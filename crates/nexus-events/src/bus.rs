//! Event bus wiring fleet and artifact events to their audiences.

use std::sync::Arc;
use tokio::sync::broadcast;
use tracing::{trace, warn};

use crate::event::NexusEvent;
use crate::subscriber::SubscriberRegistry;

/// Default broadcast capacity before slow receivers start lagging.
pub const DEFAULT_CHANNEL_CAPACITY: usize = 1024;

/// Event bus for fleet and artifact events.
///
/// Two audiences hang off the bus: synchronous [`crate::EventSubscriber`]s
/// in the shared registry, notified inline in registration order, and
/// async [`EventReceiver`]s fed through a broadcast channel afterwards.
/// Inter-event ordering follows publish order for both.
///
/// Clones share the channel AND the registry. The connection manager
/// hands bus clones to per-client callbacks, so a subscriber registered
/// on the original must still hear events published through a clone.
#[derive(Debug, Clone)]
pub struct EventBus {
    sender: broadcast::Sender<Arc<NexusEvent>>,
    registry: Arc<SubscriberRegistry>,
}

impl EventBus {
    /// Create a bus with the default channel capacity.
    #[must_use]
    pub fn new() -> Self {
        Self::with_capacity(DEFAULT_CHANNEL_CAPACITY)
    }

    /// Create a bus with an explicit channel capacity.
    #[must_use]
    pub fn with_capacity(capacity: usize) -> Self {
        let (sender, _) = broadcast::channel(capacity);
        Self {
            sender,
            registry: Arc::new(SubscriberRegistry::new()),
        }
    }

    /// Publish an event to both audiences.
    ///
    /// Returns how many subscribers saw the event: synchronous
    /// subscribers notified plus async receivers the broadcast reached.
    /// Zero means the event fell on deaf ears, which is fine.
    pub fn publish(&self, event: NexusEvent) -> usize {
        let event = Arc::new(event);
        trace!(
            event_type = %event.event_type(),
            server = %event.server_name(),
            "Publishing event"
        );

        let notified = self.registry.notify(&event);
        let receivers = self.sender.send(Arc::clone(&event)).unwrap_or(0);
        notified.saturating_add(receivers)
    }

    /// Subscribe to every event on the bus.
    #[must_use]
    pub fn subscribe(&self) -> EventReceiver {
        EventReceiver {
            receiver: self.sender.subscribe(),
            server: None,
        }
    }

    /// Subscribe to events for a single server.
    ///
    /// Events carrying any other `server_name` are skipped inside the
    /// receiver; a per-server status pane never sees its neighbours'
    /// traffic.
    #[must_use]
    pub fn subscribe_server(&self, server_name: impl Into<String>) -> EventReceiver {
        EventReceiver {
            receiver: self.sender.subscribe(),
            server: Some(server_name.into()),
        }
    }

    /// The shared synchronous subscriber registry.
    #[must_use]
    pub fn registry(&self) -> &SubscriberRegistry {
        &self.registry
    }
}

impl Default for EventBus {
    fn default() -> Self {
        Self::new()
    }
}

/// Receiver for bus events, optionally scoped to one server.
pub struct EventReceiver {
    receiver: broadcast::Receiver<Arc<NexusEvent>>,
    server: Option<String>,
}

impl EventReceiver {
    fn wants(&self, event: &NexusEvent) -> bool {
        self.server
            .as_deref()
            .map_or(true, |server| event.server_name() == server)
    }

    /// Receive the next matching event.
    ///
    /// Returns `None` once the bus is dropped. Lagged events are skipped
    /// with a warning; events outside this receiver's server scope are
    /// skipped silently.
    pub async fn recv(&mut self) -> Option<Arc<NexusEvent>> {
        loop {
            match self.receiver.recv().await {
                Ok(event) if self.wants(&event) => return Some(event),
                Ok(_) => {},
                Err(broadcast::error::RecvError::Lagged(count)) => {
                    warn!(skipped = count, "Event receiver lagged, events dropped");
                },
                Err(broadcast::error::RecvError::Closed) => return None,
            }
        }
    }

    /// Receive the next matching event without blocking, if one is
    /// already queued.
    pub fn try_recv(&mut self) -> Option<Arc<NexusEvent>> {
        loop {
            match self.receiver.try_recv() {
                Ok(event) if self.wants(&event) => return Some(event),
                Ok(_) => {},
                Err(broadcast::error::TryRecvError::Lagged(count)) => {
                    warn!(skipped = count, "Event receiver lagged, events dropped");
                },
                Err(
                    broadcast::error::TryRecvError::Empty | broadcast::error::TryRecvError::Closed,
                ) => return None,
            }
        }
    }
}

________

_Task brief:_ A complete, exact copy of the material is required.

_Expected output:_
filename crates/nexus-events/src/bus.rs
//! Event bus wiring fleet and artifact events to their audiences.

use std::sync::Arc;
use tokio::sync::broadcast;
use tracing::{trace, warn};

use crate::event::NexusEvent;
use crate::subscriber::SubscriberRegistry;

/// Default broadcast capacity before slow receivers start lagging.
pub const DEFAULT_CHANNEL_CAPACITY: usize = 1024;

/// Event bus for fleet and artifact events.
///
/// Two audiences hang off the bus: synchronous [`crate::EventSubscriber`]s
/// in the shared registry, notified inline in registration order, and
/// async [`EventReceiver`]s fed through a broadcast channel afterwards.
/// Inter-event ordering follows publish order for both.
///
/// Clones share the channel AND the registry. The connection manager
/// hands bus clones to per-client callbacks, so a subscriber registered
/// on the original must still hear events published through a clone.
#[derive(Debug, Clone)]
pub struct EventBus {
    sender: broadcast::Sender<Arc<NexusEvent>>,
    registry: Arc<SubscriberRegistry>,
}

impl EventBus {
    /// Create a bus with the default channel capacity.
    #[must_use]
    pub fn new() -> Self {
        Self::with_capacity(DEFAULT_CHANNEL_CAPACITY)
    }

    /// Create a bus with an explicit channel capacity.
    #[must_use]
    pub fn with_capacity(capacity: usize) -> Self {
        let (sender, _) = broadcast::channel(capacity);
        Self {
            sender,
            registry: Arc::new(SubscriberRegistry::new()),
        }
    }

    /// Publish an event to both audiences.
    ///
    /// Returns how many subscribers saw the event: synchronous
    /// subscribers notified plus async receivers the broadcast reached.
    /// Zero means the event fell on deaf ears, which is fine.
    pub fn publish(&self, event: NexusEvent) -> usize {
        let event = Arc::new(event);
        trace!(
            event_type = %event.event_type(),
            server = %event.server_name(),
            "Publishing event"
        );

        let notified = self.registry.notify(&event);
        let receivers = self.sender.send(Arc::clone(&event)).unwrap_or(0);
        notified.saturating_add(receivers)
    }

    /// Subscribe to every event on the bus.
    #[must_use]
    pub fn subscribe(&self) -> EventReceiver {
        EventReceiver {
            receiver: self.sender.subscribe(),
            server: None,
        }
    }

    /// Subscribe to events for a single server.
    ///
    /// Events carrying any other `server_name` are skipped inside the
    /// receiver; a per-server status pane never sees its neighbours'
    /// traffic.
    #[must_use]
    pub fn subscribe_server(&self, server_name: impl Into<String>) -> EventReceiver {
        EventReceiver {
            receiver: self.sender.subscribe(),
            server: Some(server_name.into()),
        }
    }

    /// The shared synchronous subscriber registry.
    #[must_use]
    pub fn registry(&self) -> &SubscriberRegistry {
        &self.registry
    }
}

impl Default for EventBus {
    fn default() -> Self {
        Self::new()
    }
}

/// Receiver for bus events, optionally scoped to one server.
pub struct EventReceiver {
    receiver: broadcast::Receiver<Arc<NexusEvent>>,
    server: Option<String>,
}

impl EventReceiver {
    fn wants(&self, event: &NexusEvent) -> bool {
        self.server
            .as_deref()
            .map_or(true, |server| event.server_name() == server)
    }

    /// Receive the next matching event.
    ///
    /// Returns `None` once the bus is dropped. Lagged events are skipped
    /// with a warning; events outside this receiver's server scope are
    /// skipped silently.
    pub async fn recv(&mut self) -> Option<Arc<NexusEvent>> {
        loop {
            match self.receiver.recv().await {
                Ok(event) if self.wants(&event) => return Some(event),
                Ok(_) => {},
                Err(broadcast::error::RecvError::Lagged(count)) => {
                    warn!(skipped = count, "Event receiver lagged, events dropped");
                },
                Err(broadcast::error::RecvError::Closed) => return None,
            }
        }
    }

    /// Receive the next matching event without blocking, if one is
    /// already queued.
    pub fn try_recv(&mut self) -> Option<Arc<NexusEvent>> {
        loop {
            match self.receiver.try_recv() {
                Ok(event) if self.wants(&event) => return Some(event),
                Ok(_) => {},
                Err(broadcast::error::TryRecvError::Lagged(count)) => {
                    warn!(skipped = count, "Event receiver lagged, events dropped");
                },
                Err(
                    broadcast::error::TryRecvError::Empty | broadcast::error::TryRecvError::Closed,
                ) => return None,
            }
        }
    }
}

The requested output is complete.